The gut-bone axis is the missing link for preventing and treating bone loss in space.

Bone loss and the multiple associated risks, including the risk of developing renal stones and bone fractures, is a significant problem for astronauts to overcome during extended time in space. The stress of space flight, including galactic cosmic radiation, sleep deprivation, psychological stress, and microgravity, affects many functions related to bone-forming and bone-destroying cells. Evidence recently emerged from ground-based studies pointing out that the pathological process of bone loss can be exacerbated or ameliorated by gut microbes. Immunological and physical barriers that limit bacterial colonization of the intestinal mucosa may become compromised during space flight. For instance, the thickness of the gastrointestinal gel-forming mucin MUC2, which polymerizes to form a microbial barrier, depends on circadian rhythms and stress conditions.

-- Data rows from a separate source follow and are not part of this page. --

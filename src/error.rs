//! Error types for the cloudform deployment system.
//!
//! This module provides the error hierarchy for every step of a stack
//! operation: configuration loading, remote control-plane calls, change-set
//! lifecycle failures and operator interaction.

use std::path::PathBuf;
use thiserror::Error;

/// The main error type for the cloudform deployment system.
#[derive(Debug, Error)]
pub enum CloudformError {
    /// Configuration-related errors.
    #[error("Configuration error: {0}")]
    Config(#[from] ConfigError),

    /// Stack and change-set errors.
    #[error(transparent)]
    Stack(#[from] StackError),

    /// IO errors.
    #[error("IO error: {0}")]
    Io(#[from] std::io::Error),

    /// Generic internal error.
    #[error("Internal error: {0}")]
    Internal(String),
}

/// Configuration-related errors.
#[derive(Debug, Error)]
pub enum ConfigError {
    /// The configuration file was not found.
    #[error("Configuration file not found: {path}")]
    FileNotFound {
        /// Path to the missing file.
        path: PathBuf,
    },

    /// The configuration file could not be parsed.
    #[error("Failed to parse configuration: {message}")]
    ParseError {
        /// Description of the parse error.
        message: String,
        /// Optional source location.
        location: Option<String>,
    },

    /// Validation failed.
    #[error("Configuration validation failed: {message}")]
    ValidationError {
        /// Description of the validation error.
        message: String,
        /// Field that failed validation.
        field: Option<String>,
    },

    /// A required value was provided neither by flag nor by file.
    #[error("Missing required value: {name}")]
    MissingValue {
        /// Name of the missing value.
        name: String,
    },

    /// A `KEY=VALUE` pair could not be parsed.
    #[error("Invalid key/value pair '{input}': expected KEY=VALUE")]
    InvalidPair {
        /// The offending input.
        input: String,
    },
}

/// Errors raised while driving a stack through its lifecycle.
///
/// Provider errors are normalized into these variants at the client
/// boundary; orchestration code only ever sees this taxonomy.
#[derive(Debug, Error)]
pub enum StackError {
    /// The stack (or change set) does not exist.
    #[error("Stack does not exist: {name}")]
    NotFound {
        /// Name or id that was looked up.
        name: String,
    },

    /// The remote rejected a malformed request.
    #[error("{message}")]
    ValidationRejected {
        /// Operation that was rejected.
        operation: String,
        /// Message returned by the remote, verbatim.
        message: String,
    },

    /// The submitted template and parameters produce no changes.
    #[error("No changes detected for stack {stack_name}")]
    NoChangesDetected {
        /// Stack the change set targeted.
        stack_name: String,
    },

    /// A change set or stack transitioned to a failed category.
    #[error("{reason}")]
    RemoteOperationFailed {
        /// Change set or stack that failed.
        name: String,
        /// Reason reported by the remote.
        reason: String,
    },

    /// The operator declined the confirmation prompt.
    #[error("user cancelled deployment")]
    UserCancelled,

    /// The operation was abandoned locally (cancellation or deadline).
    #[error("Cancelled while {operation}")]
    Cancelled {
        /// Operation in flight when cancellation was observed.
        operation: String,
    },

    /// Network, auth or unexpected remote failure.
    #[error("{operation}: {message}")]
    Transport {
        /// Operation that failed.
        operation: String,
        /// Underlying error description.
        message: String,
    },

    /// Nested change sets exceeded the configured depth guard.
    #[error("Nested change set {change_set} exceeds the maximum nesting depth of {limit}")]
    NestingTooDeep {
        /// Change set at which the guard tripped.
        change_set: String,
        /// Configured limit.
        limit: usize,
    },

    /// Fetching a change set failed while rendering the diff tree.
    #[error("error getting changeset '{change_set}' for stack '{stack_name}': {source}")]
    Render {
        /// Stack name used for the lookup (empty for nested lookups by id).
        stack_name: String,
        /// Change set name or id.
        change_set: String,
        /// Underlying failure.
        #[source]
        source: Box<CloudformError>,
    },
}

/// Result type alias for cloudform operations.
pub type Result<T> = std::result::Result<T, CloudformError>;

impl CloudformError {
    /// Creates a new internal error with the given message.
    #[must_use]
    pub fn internal(message: impl Into<String>) -> Self {
        Self::Internal(message.into())
    }

    /// Returns true if this error means the stack does not exist.
    #[must_use]
    pub const fn is_not_found(&self) -> bool {
        matches!(self, Self::Stack(StackError::NotFound { .. }))
    }

    /// Returns true if this error is the "no changes" short-circuit.
    #[must_use]
    pub const fn is_no_changes(&self) -> bool {
        matches!(self, Self::Stack(StackError::NoChangesDetected { .. }))
    }

    /// Returns true if the operator declined the deployment.
    #[must_use]
    pub const fn is_user_cancelled(&self) -> bool {
        matches!(self, Self::Stack(StackError::UserCancelled))
    }

    /// Returns true if the operation was abandoned locally.
    #[must_use]
    pub const fn is_cancelled(&self) -> bool {
        matches!(self, Self::Stack(StackError::Cancelled { .. }))
    }
}

impl ConfigError {
    /// Creates a validation error for a specific field.
    #[must_use]
    pub fn validation(message: impl Into<String>, field: impl Into<String>) -> Self {
        Self::ValidationError {
            message: message.into(),
            field: Some(field.into()),
        }
    }

    /// Creates a validation error without a specific field.
    #[must_use]
    pub fn validation_general(message: impl Into<String>) -> Self {
        Self::ValidationError {
            message: message.into(),
            field: None,
        }
    }
}

impl StackError {
    /// Creates a transport error for the given operation.
    #[must_use]
    pub fn transport(operation: impl Into<String>, message: impl Into<String>) -> Self {
        Self::Transport {
            operation: operation.into(),
            message: message.into(),
        }
    }

    /// Creates a validation rejection for the given operation.
    #[must_use]
    pub fn validation(operation: impl Into<String>, message: impl Into<String>) -> Self {
        Self::ValidationRejected {
            operation: operation.into(),
            message: message.into(),
        }
    }

    /// Creates a local cancellation error.
    #[must_use]
    pub fn cancelled(operation: impl Into<String>) -> Self {
        Self::Cancelled {
            operation: operation.into(),
        }
    }
}

#[cfg(test)]
mod tests {
    use super::*;

    #[test]
    fn test_remote_failure_displays_reason_verbatim() {
        let err = CloudformError::from(StackError::RemoteOperationFailed {
            name: String::from("app-1700000000"),
            reason: String::from("Template format error: unsupported structure."),
        });
        assert_eq!(err.to_string(), "Template format error: unsupported structure.");
    }

    #[test]
    fn test_predicates() {
        assert!(CloudformError::from(StackError::NotFound { name: "a".into() }).is_not_found());
        assert!(CloudformError::from(StackError::UserCancelled).is_user_cancelled());
        assert!(CloudformError::from(StackError::cancelled("polling")).is_cancelled());
        assert!(!CloudformError::internal("boom").is_not_found());
    }

    #[test]
    fn test_render_error_names_pair() {
        let err = StackError::Render {
            stack_name: String::from("app"),
            change_set: String::from("app-1"),
            source: Box::new(StackError::transport("describing change set", "timed out").into()),
        };
        assert_eq!(
            err.to_string(),
            "error getting changeset 'app-1' for stack 'app': describing change set: timed out"
        );
    }
}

Moreover, short-chain fatty acids (SCFAs - fermentation products of bacteria), vitamin D, and the pH and CaCl2 balance affect mucin expression. Deregulated MUC gene expression has indeed been associated with numerous types of cancers and inflammatory disorders. When the environmental factors or the genetic predisposition allow for alterations in the MUC gene expression, a dysbiotic microbiota secretes lipopolysaccharide (LPS) endotoxin into plasma, which activates TLRs immune cells causing chronic inflammation and altering bone remodeling, resulting in bone loss. In a feedback mechanism, the dysbiotic microbiota, poor in SCAF producers, weakens the mucin barrier aggravating the condition. Our overarching goal is to generate new clues to understand the mechanisms involved in bone loss providing information for intervention strategies for promoting astronauts’ health.